I have a hard time reconciling the stance that you don't think much of a player but think another team would totally jump to trade for him. Teams invest a lot of money in trying to identify talent for trades, and it's rare -- not saying it doesn't happen, but it's rare -- that a team would make a trade for a player thinking, well, huh, this guy isn't all that special, but maybe, shrug, there's something.
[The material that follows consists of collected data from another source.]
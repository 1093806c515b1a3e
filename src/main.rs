mod args;
mod atlas;

use clap::Parser;
use log::{debug, info};
use std::error::Error;

use crate::args::Args;

fn main() {
    let args = Args::parse();

    let default_filter = if args.verbose { "debug" } else { "info" };
    env_logger::Builder::from_env(env_logger::Env::default().default_filter_or(default_filter))
        .init();
    debug!("args: {:?}", args);

    match atlas::run_analysis(&args.config, args.out, args.reference) {
        Ok(_) => {
            info!("Analysis {} completed", args.config);
        }
        Err(e) => {
            eprintln!("Error: {}", e);
            let mut source = e.source();
            while let Some(s) = source {
                eprintln!("  caused by: {}", s);
                source = s.source();
            }
            std::process::exit(1);
        }
    }
}
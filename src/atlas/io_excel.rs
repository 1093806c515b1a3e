use calamine::{open_workbook, DataType, Reader, Xlsx};

use crate::atlas::io_common::{simplify_file_name, RawTable};
use crate::atlas::*;

/// Reads a worksheet: the named one, or the first one of the workbook.
/// The first row is the header unless the source provides `headers`.
pub fn read_xlsx_table(path: &str, source: &SourceConfig) -> AtlasResult<RawTable> {
    let mut workbook: Xlsx<_> = open_workbook(path).context(OpeningExcelSnafu { path })?;
    let range_o = match &source.worksheet {
        Some(name) => workbook.worksheet_range(name),
        None => workbook.worksheet_range_at(0),
    };
    let wrange = range_o
        .context(EmptyExcelSnafu {
            path,
            reason: format!("no worksheet {:?}", source.worksheet),
        })?
        .context(OpeningExcelSnafu { path })?;

    let mut iter = wrange.rows();
    let (header, first_lineno) = match &source.headers {
        Some(h) => (h.clone(), 1),
        None => {
            let first = iter.next().context(EmptyExcelSnafu {
                path,
                reason: "no header row".to_string(),
            })?;
            (first.iter().map(|c| cell_to_string(c).trim().to_string()).collect(), 2)
        }
    };
    debug!(
        "read_xlsx_table: {}: header: {:?}",
        simplify_file_name(path),
        header
    );

    let mut rows: Vec<(usize, Vec<String>)> = Vec::new();
    for (idx, row) in iter.enumerate() {
        let fields: Vec<String> = row.iter().map(cell_to_string).collect();
        if fields.iter().all(|s| s.trim().is_empty()) {
            continue;
        }
        rows.push((idx + first_lineno, fields));
    }
    info!("read_xlsx_table: {}: {} rows", path, rows.len());
    Ok(RawTable {
        path: path.to_string(),
        header,
        rows,
    })
}

/// Excel stores every number as a float: integral values are written without
/// a decimal part so that codes such as FIPS survive.
fn cell_to_string(cell: &DataType) -> String {
    match cell {
        DataType::String(s) => s.clone(),
        DataType::Int(i) => i.to_string(),
        DataType::Float(f) if f.fract() == 0.0 && f.abs() < 1e15 => format!("{}", *f as i64),
        DataType::Float(f) => f.to_string(),
        DataType::Bool(b) => b.to_string(),
        DataType::Empty => "".to_string(),
        x => {
            warn!("cell_to_string: unexpected cell {:?}", x);
            "".to_string()
        }
    }
}
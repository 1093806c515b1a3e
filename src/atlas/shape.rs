// Turns raw rows into a keyed table: filters, key normalization, output
// columns, pivots and swaps.

use std::collections::HashSet;

use election_join::builder::TableBuilder;
use election_join::keys::KeySpec;

use crate::atlas::io_common::{parse_number, RawTable};
use crate::atlas::*;

struct ColumnPlan {
    name: String,
    sum: Vec<(String, usize)>,
    text: Option<usize>,
}

struct PivotPlan {
    label_idx: usize,
    value_column: String,
    value_idx: usize,
    // (output column, labels)
    columns: Vec<(String, HashSet<String>)>,
}

enum FilterPlan {
    OneOf(usize, HashSet<String>),
    NotEmpty(usize),
}

fn plan_filters(raw: &RawTable, source: &SourceConfig) -> AtlasResult<Vec<FilterPlan>> {
    let mut res: Vec<FilterPlan> = Vec::new();
    for f in source.filters.iter() {
        let idx = raw.column_index(&f.column)?;
        match (&f.one_of, f.not_empty) {
            (Some(values), _) => {
                res.push(FilterPlan::OneOf(idx, values.iter().cloned().collect()));
                if f.not_empty == Some(true) {
                    res.push(FilterPlan::NotEmpty(idx));
                }
            }
            (None, Some(true)) => res.push(FilterPlan::NotEmpty(idx)),
            _ => whatever!(
                "Source {}: filter on {} needs oneOf or notEmpty",
                source.name,
                f.column
            ),
        }
    }
    Ok(res)
}

fn keep_row(filters: &[FilterPlan], row: &[String]) -> bool {
    filters.iter().all(|f| match f {
        FilterPlan::OneOf(idx, values) => values.contains(RawTable::field(row, *idx).trim()),
        FilterPlan::NotEmpty(idx) => !RawTable::field(row, *idx).trim().is_empty(),
    })
}

fn plan_columns(raw: &RawTable, source: &SourceConfig) -> AtlasResult<Vec<ColumnPlan>> {
    let mut res: Vec<ColumnPlan> = Vec::new();
    for c in source.columns.iter() {
        let sum = match &c.sum {
            Some(cols) => cols
                .iter()
                .map(|s| raw.column_index(s).map(|idx| (s.clone(), idx)))
                .collect::<AtlasResult<Vec<(String, usize)>>>()?,
            None => vec![],
        };
        let text = match &c.text {
            Some(t) => Some(raw.column_index(t)?),
            None => None,
        };
        res.push(ColumnPlan {
            name: c.name.clone(),
            sum,
            text,
        });
    }
    Ok(res)
}

fn plan_pivot(raw: &RawTable, pivot: &PivotConfig) -> AtlasResult<PivotPlan> {
    Ok(PivotPlan {
        label_idx: raw.column_index(&pivot.label_column)?,
        value_column: pivot.value_column.clone(),
        value_idx: raw.column_index(&pivot.value_column)?,
        columns: pivot
            .columns
            .iter()
            .map(|c| (c.name.clone(), c.labels.iter().cloned().collect()))
            .collect(),
    })
}

/// Reads a swap flag: any non-zero number or `true` is set, zero, `false`
/// and blank are not. Anything else is an error.
fn parse_flag(raw: &RawTable, lineno: usize, column: &str, content: &str) -> AtlasResult<bool> {
    let s = content.trim();
    if s.is_empty() {
        return Ok(false);
    }
    if s.eq_ignore_ascii_case("true") {
        return Ok(true);
    }
    if s.eq_ignore_ascii_case("false") {
        return Ok(false);
    }
    match s.parse::<f64>() {
        Ok(x) if !x.is_nan() => Ok(x != 0.0),
        _ => InvalidFlagSnafu {
            path: raw.path.clone(),
            lineno,
            column,
            content: s,
        }
        .fail(),
    }
}

/// Builds the table of one source.
pub fn shape_source(raw: &RawTable, source: &SourceConfig, key_spec: &KeySpec) -> AtlasResult<Table> {
    let key_idxs: Vec<usize> = key_spec
        .columns()
        .iter()
        .map(|c| raw.column_index(c))
        .collect::<AtlasResult<Vec<usize>>>()?;
    let filters = plan_filters(raw, source)?;
    let column_plans = plan_columns(raw, source)?;
    let pivot_plan = match &source.pivot {
        Some(p) => Some(plan_pivot(raw, p)?),
        None => None,
    };
    let swap_idxs = match &source.swap {
        Some(s) => Some((
            s.flag_column.as_str(),
            raw.column_index(&s.flag_column)?,
            raw.column_index(&s.columns[0])?,
            raw.column_index(&s.columns[1])?,
        )),
        None => None,
    };
    let excluded: Vec<String> = source.exclude_keys_containing.clone().unwrap_or_default();
    let skip_invalid = source.skip_invalid_keys.unwrap_or(false);

    let mut output_columns: Vec<String> = column_plans.iter().map(|c| c.name.clone()).collect();
    if let Some(p) = &pivot_plan {
        output_columns.extend(p.columns.iter().map(|(name, _)| name.clone()));
    }
    let numeric_columns: Vec<usize> = output_columns
        .iter()
        .enumerate()
        .filter(|(idx, _)| match column_plans.get(*idx) {
            Some(c) => c.text.is_none(),
            None => true,
        })
        .map(|(idx, _)| idx)
        .collect();

    let table_err = || TableDataSnafu {
        table: source.name.clone(),
    };
    let mut builder = TableBuilder::new(&source.name, &output_columns);
    let mut filtered = 0;
    let mut skipped = 0;
    for (lineno, row0) in raw.rows.iter() {
        let lineno = *lineno;
        if !keep_row(&filters, row0) {
            filtered += 1;
            continue;
        }
        let key_fields: Vec<&str> = key_idxs.iter().map(|idx| RawTable::field(row0, *idx)).collect();
        let key = match key_spec.normalize(&key_fields) {
            Ok(k) => k,
            Err(e) if skip_invalid => {
                warn!("{}: line {}: skipping row: {}", raw.path, lineno, e);
                skipped += 1;
                continue;
            }
            Err(e) => {
                return Err(e).context(InvalidKeySnafu {
                    path: raw.path.clone(),
                    lineno,
                })
            }
        };
        if excluded.iter().any(|x| key.as_str().contains(x.as_str())) {
            debug!("shape_source: {}: excluding key {}", source.name, key);
            filtered += 1;
            continue;
        }

        let mut row: Vec<String> = row0.clone();
        if let Some((flag, flag_idx, a, b)) = swap_idxs {
            let set = parse_flag(raw, lineno, flag, RawTable::field(&row, flag_idx))?;
            if set && a < row.len() && b < row.len() {
                row.swap(a, b);
            }
        }

        builder.touch(&key);
        for plan in column_plans.iter() {
            let cell = if let Some(idx) = plan.text {
                let s = RawTable::field(&row, idx).trim();
                if s.is_empty() {
                    Cell::Missing
                } else {
                    Cell::Text(s.to_string())
                }
            } else {
                let mut total: Option<f64> = None;
                for (name, idx) in plan.sum.iter() {
                    if let Some(x) = parse_number(raw, lineno, name, RawTable::field(&row, *idx))? {
                        total = Some(total.unwrap_or(0.0) + x);
                    }
                }
                total.map(Cell::Number).unwrap_or(Cell::Missing)
            };
            builder.add(&key, &plan.name, cell).with_context(|_| table_err())?;
        }
        if let Some(p) = &pivot_plan {
            let label = RawTable::field(&row, p.label_idx).trim();
            for (name, labels) in p.columns.iter() {
                if labels.contains(label) {
                    let value = parse_number(
                        raw,
                        lineno,
                        &p.value_column,
                        RawTable::field(&row, p.value_idx),
                    )?;
                    if let Some(x) = value {
                        builder.add(&key, name, Cell::Number(x)).with_context(|_| table_err())?;
                    }
                }
            }
        }
    }

    if let Some(tf) = &source.total_filter {
        let (min, max) = (tf.min, tf.max);
        builder.retain(|key, cells| {
            let total: f64 = numeric_columns
                .iter()
                .filter_map(|idx| cells.get(*idx).and_then(|c| c.as_number()))
                .sum();
            let keep = min.map(|m| total >= m).unwrap_or(true) && max.map(|m| total <= m).unwrap_or(true);
            if !keep {
                debug!("shape_source: dropping {} with total {}", key, total);
            }
            keep
        });
    }

    let table = builder.build();
    info!(
        "shape_source: {}: {} keys ({} rows filtered, {} rows with invalid keys)",
        source.name,
        table.len(),
        filtered,
        skipped
    );
    Ok(table)
}

#[cfg(test)]
mod tests {
    use super::*;
    use crate::atlas::config_reader::validate_source;

    fn raw(header: &[&str], rows: &[&[&str]]) -> RawTable {
        RawTable {
            path: "test.csv".to_string(),
            header: header.iter().map(|s| s.to_string()).collect(),
            rows: rows
                .iter()
                .enumerate()
                .map(|(i, r)| (i + 2, r.iter().map(|s| s.to_string()).collect()))
                .collect(),
        }
    }

    fn source(js: JSValue) -> SourceConfig {
        serde_json::from_value(js).unwrap()
    }

    fn shape(raw: &RawTable, source: &SourceConfig) -> AtlasResult<Table> {
        let spec = validate_source(source)?;
        shape_source(raw, source, &spec)
    }

    fn key(s: &str) -> CanonicalKey {
        CanonicalKey(s.to_string())
    }

    #[test]
    fn fusion_lines_and_precinct_keys() {
        let r = raw(
            &["AD", "ED", "Rep", "Con", "Dem"],
            &[
                &["65", "1", "100", "20", "300"],
                &["65", "2", "", "", "50"],
                &["61", "7", "1", "1", "1"],
            ],
        );
        let s = source(json!({
            "name": "nyc",
            "provider": "csv",
            "filePath": "x.csv",
            "key": {"parts": [
                {"column": "ED", "rules": ["integer", "zeroPad:3"]},
                {"column": "AD", "rules": ["integer"]}
            ], "separator": "/"},
            "columns": [
                {"name": "trump", "sum": ["Rep", "Con"]},
                {"name": "biden", "sum": ["Dem"]}
            ],
            "excludeKeysContaining": ["/61"]
        }));
        let t = shape(&r, &s).unwrap();
        assert_eq!(t.len(), 2);
        assert_eq!(t.get(&key("001/65"), "trump").unwrap(), &Cell::Number(120.0));
        assert_eq!(t.get(&key("002/65"), "trump").unwrap(), &Cell::Missing);
        assert_eq!(t.get(&key("002/65"), "biden").unwrap(), &Cell::Number(50.0));
    }

    #[test]
    fn pivot_with_filter() {
        let r = raw(
            &["year", "county_fips", "party", "candidatevotes"],
            &[
                &["2020", "1001", "DEMOCRAT", "40"],
                &["2020", "1001", "REPUBLICAN", "50"],
                &["2020", "1001", "REPUBLICAN", "10"],
                &["2020", "1001", "GREEN", "3"],
                &["2016", "1001", "DEMOCRAT", "999"],
            ],
        );
        let s = source(json!({
            "name": "counties",
            "provider": "csv",
            "filePath": "x.csv",
            "key": {"parts": [{"column": "county_fips", "rules": ["integer", "zeroPad:5"]}]},
            "filters": [{"column": "year", "oneOf": ["2020"]}],
            "pivot": {
                "labelColumn": "party",
                "valueColumn": "candidatevotes",
                "columns": [
                    {"name": "dem", "labels": ["DEMOCRAT"]},
                    {"name": "rep", "labels": ["REPUBLICAN"]}
                ]
            }
        }));
        let t = shape(&r, &s).unwrap();
        assert_eq!(t.len(), 1);
        assert_eq!(t.get(&key("01001"), "dem").unwrap(), &Cell::Number(40.0));
        assert_eq!(t.get(&key("01001"), "rep").unwrap(), &Cell::Number(60.0));
    }

    #[test]
    fn swap_and_total_filter() {
        let r = raw(
            &["fips", "Switch", "a", "b"],
            &[&["01001", "1", "10", "30"], &["01003", "0", "0", "0"]],
        );
        let s = source(json!({
            "name": "feed",
            "provider": "csv",
            "filePath": "x.csv",
            "key": {"parts": [{"column": "fips"}]},
            "columns": [{"name": "biden", "sum": ["a"]}, {"name": "trump", "sum": ["b"]}],
            "swap": {"flagColumn": "Switch", "columns": ["a", "b"]},
            "totalFilter": {"min": 1}
        }));
        let t = shape(&r, &s).unwrap();
        assert_eq!(t.len(), 1);
        assert_eq!(t.get(&key("01001"), "biden").unwrap(), &Cell::Number(30.0));
        assert_eq!(t.get(&key("01001"), "trump").unwrap(), &Cell::Number(10.0));
    }

    fn swap_source() -> SourceConfig {
        source(json!({
            "name": "feed",
            "provider": "csv",
            "filePath": "x.csv",
            "key": {"parts": [{"column": "fips"}]},
            "columns": [{"name": "biden", "sum": ["a"]}, {"name": "trump", "sum": ["b"]}],
            "swap": {"flagColumn": "Switch", "columns": ["a", "b"]}
        }))
    }

    #[test]
    fn numeric_and_boolean_flags() {
        let r = raw(
            &["fips", "Switch", "a", "b"],
            &[
                &["01001", "1.0", "10", "30"],
                &["01003", "-1", "20", "40"],
                &["01005", "0.0", "50", "60"],
                &["01007", "", "70", "80"],
                &["01009", "TRUE", "1", "2"],
                &["01011", "false", "3", "4"],
            ],
        );
        let t = shape(&r, &swap_source()).unwrap();
        assert_eq!(t.get(&key("01001"), "biden").unwrap(), &Cell::Number(30.0));
        assert_eq!(t.get(&key("01003"), "biden").unwrap(), &Cell::Number(40.0));
        assert_eq!(t.get(&key("01005"), "biden").unwrap(), &Cell::Number(50.0));
        assert_eq!(t.get(&key("01007"), "biden").unwrap(), &Cell::Number(70.0));
        assert_eq!(t.get(&key("01009"), "biden").unwrap(), &Cell::Number(2.0));
        assert_eq!(t.get(&key("01011"), "biden").unwrap(), &Cell::Number(3.0));
    }

    #[test]
    fn unreadable_flag() {
        let r = raw(
            &["fips", "Switch", "a", "b"],
            &[&["01001", "0", "10", "30"], &["01003", "maybe", "20", "40"]],
        );
        match shape(&r, &swap_source()) {
            Err(AtlasError::InvalidFlag {
                lineno, column, content, ..
            }) => {
                assert_eq!(lineno, 3);
                assert_eq!(column, "Switch");
                assert_eq!(content, "maybe");
            }
            x => panic!("unexpected result: {:?}", x.map(|t| t.len())),
        }
    }

    #[test]
    fn invalid_keys() {
        let r = raw(&["state", "votes"], &[&["Atlantis", "3"], &["Ohio", "5"]]);
        let mut s = source(json!({
            "name": "states",
            "provider": "csv",
            "filePath": "x.csv",
            "key": {"parts": [{"column": "state", "rules": ["stateName"]}]},
            "columns": [{"name": "votes", "sum": ["votes"]}]
        }));
        assert!(matches!(
            shape(&r, &s),
            Err(AtlasError::InvalidKey { lineno: 2, .. })
        ));
        s.skip_invalid_keys = Some(true);
        let t = shape(&r, &s).unwrap();
        assert_eq!(t.len(), 1);
        assert_eq!(t.get(&key("OH"), "votes").unwrap(), &Cell::Number(5.0));
    }

    #[test]
    fn bad_number() {
        let r = raw(&["fips", "votes"], &[&["01001", "12"], &["01003", "many"]]);
        let s = source(json!({
            "name": "counties",
            "provider": "csv",
            "filePath": "x.csv",
            "key": {"parts": [{"column": "fips"}]},
            "columns": [{"name": "votes", "sum": ["votes"]}]
        }));
        assert!(matches!(
            shape(&r, &s),
            Err(AtlasError::NotANumber { lineno: 3, .. })
        ));
    }
}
With Nootbaar, few players in the majors have done more to heighten interest in them. Seriously. He went from being demoted to Memphis to being coveted by other teams in just a few months -- and the Cardinals aren't exactly eager to trade him, let's be clear.
So, why is that?
Well, it's the combination of things that Nootbaar did in the second half of the season. He was among the leaders in OBP and that put him high up there for OPS with a solid slugging percentage. His slash line was .240/.366/.480. You'll notice that the OBP is well above his batting average and he got there with an elite walk rate. How elite? Well, his 16.7% walk rate in the second half of the season ranked fourth in the majors. Here were the players ahead of him:
1. Aaron Judge
2. Juan Soto
3. Adley Rutschman
5. Josh Bell
Another way to look at the spot Nootbaar put himself is consider the statistics wRC+, that is weight Runs Created +. It takes into account factors such as ballpark and compares hitters against their peers with 100 being the average. Nootbaar had a 140 wRC+, according to FanGraphs. Here were the other outfielders around that production:
Michael Harris II -- 144
George Springer -- 138
Mookie Betts -- 146
and Sean Murphy -- 140
Nolan Arenado had a second half wRC+ of 154 and Goldschmidt had a 168 wRC+.
That's the performance that has evaluators eyes.